■ TASK TO COMPLETE ■
For each line of the data below that contains "quantity", return that line.

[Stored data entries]
■ ■ ■ ■ ■
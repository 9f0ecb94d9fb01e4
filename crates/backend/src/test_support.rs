//! Shared plumbing for tests that exercise the database or the API
//! boundary. Tests run on one shared runtime against one sqlite file
//! per process; fixtures use fresh UUIDs and unique natural keys so
//! they never collide across tests.

use std::collections::VecDeque;
use std::future::Future;
use std::sync::{Arc, Mutex};

use async_trait::async_trait;
use chrono::{DateTime, Utc};
use once_cell::sync::Lazy;
use uuid::Uuid;

use contracts::domain::a001_merchant_account::aggregate::MerchantAccount;
use contracts::domain::a002_amazon_marketplace::aggregate::AmazonMarketplace;
use contracts::domain::a003_amazon_profile::aggregate::AmazonProfile;
use contracts::domain::a006_catalog_product::aggregate::CatalogProduct;
use contracts::domain::a007_store_order::aggregate::{OrderLine, ShippingAddress, StoreOrder};
use contracts::enums::Region;

use crate::domain::a001_merchant_account::repository as merchants;
use crate::domain::a002_amazon_marketplace::repository as marketplaces;
use crate::domain::a003_amazon_profile::repository as profiles;
use crate::domain::a006_catalog_product::repository as catalog;
use crate::domain::a007_store_order::repository as store_orders;
use crate::shared::data::db;
use crate::shared::mws::{ConnectionRegistry, FieldMap, MwsApi, MwsError, XmlNode};

static RUNTIME: Lazy<tokio::runtime::Runtime> = Lazy::new(|| {
    tokio::runtime::Builder::new_multi_thread()
        .worker_threads(2)
        .enable_all()
        .build()
        .expect("test runtime")
});

static DB_INIT: Lazy<tokio::sync::Mutex<()>> = Lazy::new(|| tokio::sync::Mutex::new(()));

/// Run an async test body on the shared runtime
pub fn run<F: Future>(future: F) -> F::Output {
    RUNTIME.block_on(future)
}

/// Initialize the process-wide test database once
pub async fn init_test_db() {
    let _guard = DB_INIT.lock().await;
    if db::is_initialized() {
        return;
    }
    let path = std::env::temp_dir().join(format!("mws-test-{}.db", std::process::id()));
    let _ = std::fs::remove_file(&path);
    db::initialize_database(Some(&path.to_string_lossy()))
        .await
        .expect("test database");
}

/// Scripted API double. Responses are consumed in queue order across
/// all operations; the operation names are recorded for assertions.
#[derive(Default)]
pub struct MockMwsApi {
    responses: Mutex<VecDeque<Result<XmlNode, MwsError>>>,
    calls: Mutex<Vec<String>>,
}

impl MockMwsApi {
    pub fn new() -> Arc<Self> {
        Arc::new(Self::default())
    }

    pub fn queue(&self, response: XmlNode) {
        self.responses
            .lock()
            .expect("mock queue")
            .push_back(Ok(response));
    }

    pub fn queue_err(&self, error: MwsError) {
        self.responses
            .lock()
            .expect("mock queue")
            .push_back(Err(error));
    }

    pub fn calls(&self) -> Vec<String> {
        self.calls.lock().expect("mock calls").clone()
    }

    fn next(&self, operation: &str) -> Result<XmlNode, MwsError> {
        self.calls
            .lock()
            .expect("mock calls")
            .push(operation.to_string());
        self.responses
            .lock()
            .expect("mock queue")
            .pop_front()
            .unwrap_or_else(|| {
                Err(MwsError::Transport(format!(
                    "no scripted response for {}",
                    operation
                )))
            })
    }
}

#[async_trait]
impl MwsApi for MockMwsApi {
    async fn submit_feed(
        &self,
        _feed_content: &str,
        _feed_type: &str,
        _marketplace_ids: &[String],
    ) -> Result<XmlNode, MwsError> {
        self.next("SubmitFeed")
    }

    async fn get_feed_submission_list(
        &self,
        _submission_ids: &[String],
    ) -> Result<XmlNode, MwsError> {
        self.next("GetFeedSubmissionList")
    }

    async fn get_feed_submission_result(
        &self,
        _submission_id: &str,
    ) -> Result<XmlNode, MwsError> {
        self.next("GetFeedSubmissionResult")
    }

    async fn cancel_feed_submissions(
        &self,
        _submission_ids: &[String],
    ) -> Result<XmlNode, MwsError> {
        self.next("CancelFeedSubmissions")
    }

    async fn create_fulfillment_order(&self, _fields: &FieldMap) -> Result<XmlNode, MwsError> {
        self.next("CreateFulfillmentOrder")
    }

    async fn get_fulfillment_order(&self, _fulfillment_id: &str) -> Result<XmlNode, MwsError> {
        self.next("GetFulfillmentOrder")
    }

    async fn list_inventory_supply(&self, _skus: &[String]) -> Result<XmlNode, MwsError> {
        self.next("ListInventorySupply")
    }

    async fn list_marketplace_participations(&self) -> Result<XmlNode, MwsError> {
        self.next("ListMarketplaceParticipations")
    }

    async fn get_matching_product_for_id(
        &self,
        _marketplace_id: Option<&str>,
        _id_type: &str,
        _ids: &[String],
    ) -> Result<XmlNode, MwsError> {
        self.next("GetMatchingProductForId")
    }
}

/// Registry whose factory always hands out the given mock
pub fn registry_with(mock: Arc<MockMwsApi>) -> Arc<ConnectionRegistry> {
    Arc::new(ConnectionRegistry::new(Box::new(move |_| {
        mock.clone() as Arc<dyn MwsApi>
    })))
}

pub fn short_id() -> String {
    Uuid::new_v4().simple().to_string()[..8].to_string()
}

pub async fn seeded_merchant() -> MerchantAccount {
    let merchant = MerchantAccount::new_for_insert(
        String::new(),
        format!("Merchant {}", short_id()),
        format!("SELLER-{}", short_id()),
        "AKIATEST".into(),
        "secret".into(),
        Region::Us,
    );
    merchants::insert(&merchant).await.expect("insert merchant");
    merchant
}

pub async fn seeded_marketplace(merchant: &MerchantAccount) -> AmazonMarketplace {
    let marketplace = AmazonMarketplace::new_for_insert(
        format!("MKT{}", short_id()),
        merchant.base.id,
        "Test marketplace".into(),
    );
    marketplaces::insert(&marketplace)
        .await
        .expect("insert marketplace");
    marketplace
}

pub async fn seeded_product_with_profile(
    marketplace: Option<&AmazonMarketplace>,
) -> (CatalogProduct, AmazonProfile) {
    let product = CatalogProduct::new_for_insert(
        format!("Product {}", short_id()),
        Some("883028551234".into()),
    );
    catalog::insert(&product).await.expect("insert product");
    let mut profile =
        AmazonProfile::new_for_insert(product.base.id, format!("SKU-{}", short_id()));
    if let Some(marketplace) = marketplace {
        profile.marketplaces = vec![marketplace.base.id];
    }
    profiles::insert(&profile).await.expect("insert profile");
    (product, profile)
}

pub async fn seeded_address() -> ShippingAddress {
    let address = ShippingAddress::new(
        "Jo Doe".into(),
        "1 Main St".into(),
        "Exeter".into(),
        "EX4 4PZ".into(),
        "GB".into(),
    );
    store_orders::insert_address(&address).await.expect("insert address");
    address
}

/// Order with one address and `quantities.len()` lines against fresh
/// products
pub async fn seeded_order(quantities: &[i32]) -> (StoreOrder, Vec<OrderLine>) {
    let address = seeded_address().await;
    let mut order = StoreOrder::new_for_insert(format!("1{}", short_id()), None);
    order.shipping_address = Some(address.id);
    store_orders::insert(&order).await.expect("insert order");

    let mut lines = Vec::new();
    for quantity in quantities {
        let product = CatalogProduct::new_for_insert(
            format!("Product {}", short_id()),
            None,
        );
        catalog::insert(&product).await.expect("insert product");
        let line = OrderLine::new(
            order.base.id,
            product.base.id,
            format!("SKU-{}", short_id()),
            *quantity,
        );
        store_orders::insert_line(&line).await.expect("insert line");
        lines.push(line);
    }
    (order, lines)
}

pub fn submission_info_node(
    submission_id: &str,
    feed_type: &str,
    submitted: DateTime<Utc>,
    status: &str,
) -> XmlNode {
    XmlNode::new("FeedSubmissionInfo")
        .with_child(XmlNode::elem("FeedSubmissionId", submission_id))
        .with_child(XmlNode::elem("FeedType", feed_type))
        .with_child(XmlNode::elem("SubmittedDate", submitted.to_rfc3339()))
        .with_child(XmlNode::elem("FeedProcessingStatus", status))
}

pub fn submit_feed_response(
    submission_id: &str,
    feed_type: &str,
    submitted: DateTime<Utc>,
) -> XmlNode {
    XmlNode::new("SubmitFeedResponse").with_child(
        XmlNode::new("SubmitFeedResult").with_child(submission_info_node(
            submission_id,
            feed_type,
            submitted,
            "_SUBMITTED_",
        )),
    )
}

pub fn submission_list_response(infos: Vec<XmlNode>, has_next: bool) -> XmlNode {
    let mut result = XmlNode::new("GetFeedSubmissionListResult").with_child(XmlNode::elem(
        "HasNext",
        if has_next { "true" } else { "false" },
    ));
    for info in infos {
        result.push(info);
    }
    XmlNode::new("GetFeedSubmissionListResponse").with_child(result)
}
use super::EntityMetadata;
use serde::{Deserialize, Serialize};

/// Base aggregate with the fields shared by every aggregate root
#[derive(Debug, Clone, Serialize, Deserialize)]
pub struct BaseAggregate<Id> {
    /// Unique record identifier
    pub id: Id,
    /// Business code of the record (e.g. "MRC-2025-001")
    pub code: String,
    /// Display name / description
    pub description: String,
    /// Free-form comment
    pub comment: Option<String>,
    /// Lifecycle metadata
    pub metadata: EntityMetadata,
}

impl<Id> BaseAggregate<Id> {
    /// Create a fresh aggregate
    pub fn new(id: Id, code: String, description: String) -> Self {
        Self {
            id,
            code,
            description,
            comment: None,
            metadata: EntityMetadata::new(),
        }
    }

    /// Create an aggregate with existing metadata (loading from the DB)
    pub fn with_metadata(
        id: Id,
        code: String,
        description: String,
        comment: Option<String>,
        metadata: EntityMetadata,
    ) -> Self {
        Self {
            id,
            code,
            description,
            comment,
            metadata,
        }
    }

    pub fn touch(&mut self) {
        self.metadata.touch();
    }

    pub fn set_comment(&mut self, comment: Option<String>) {
        self.comment = comment;
    }
}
■ ■ ■ ■ ■
■ TASK RESPONSE ■
    for quantity in quantities {
            *quantity,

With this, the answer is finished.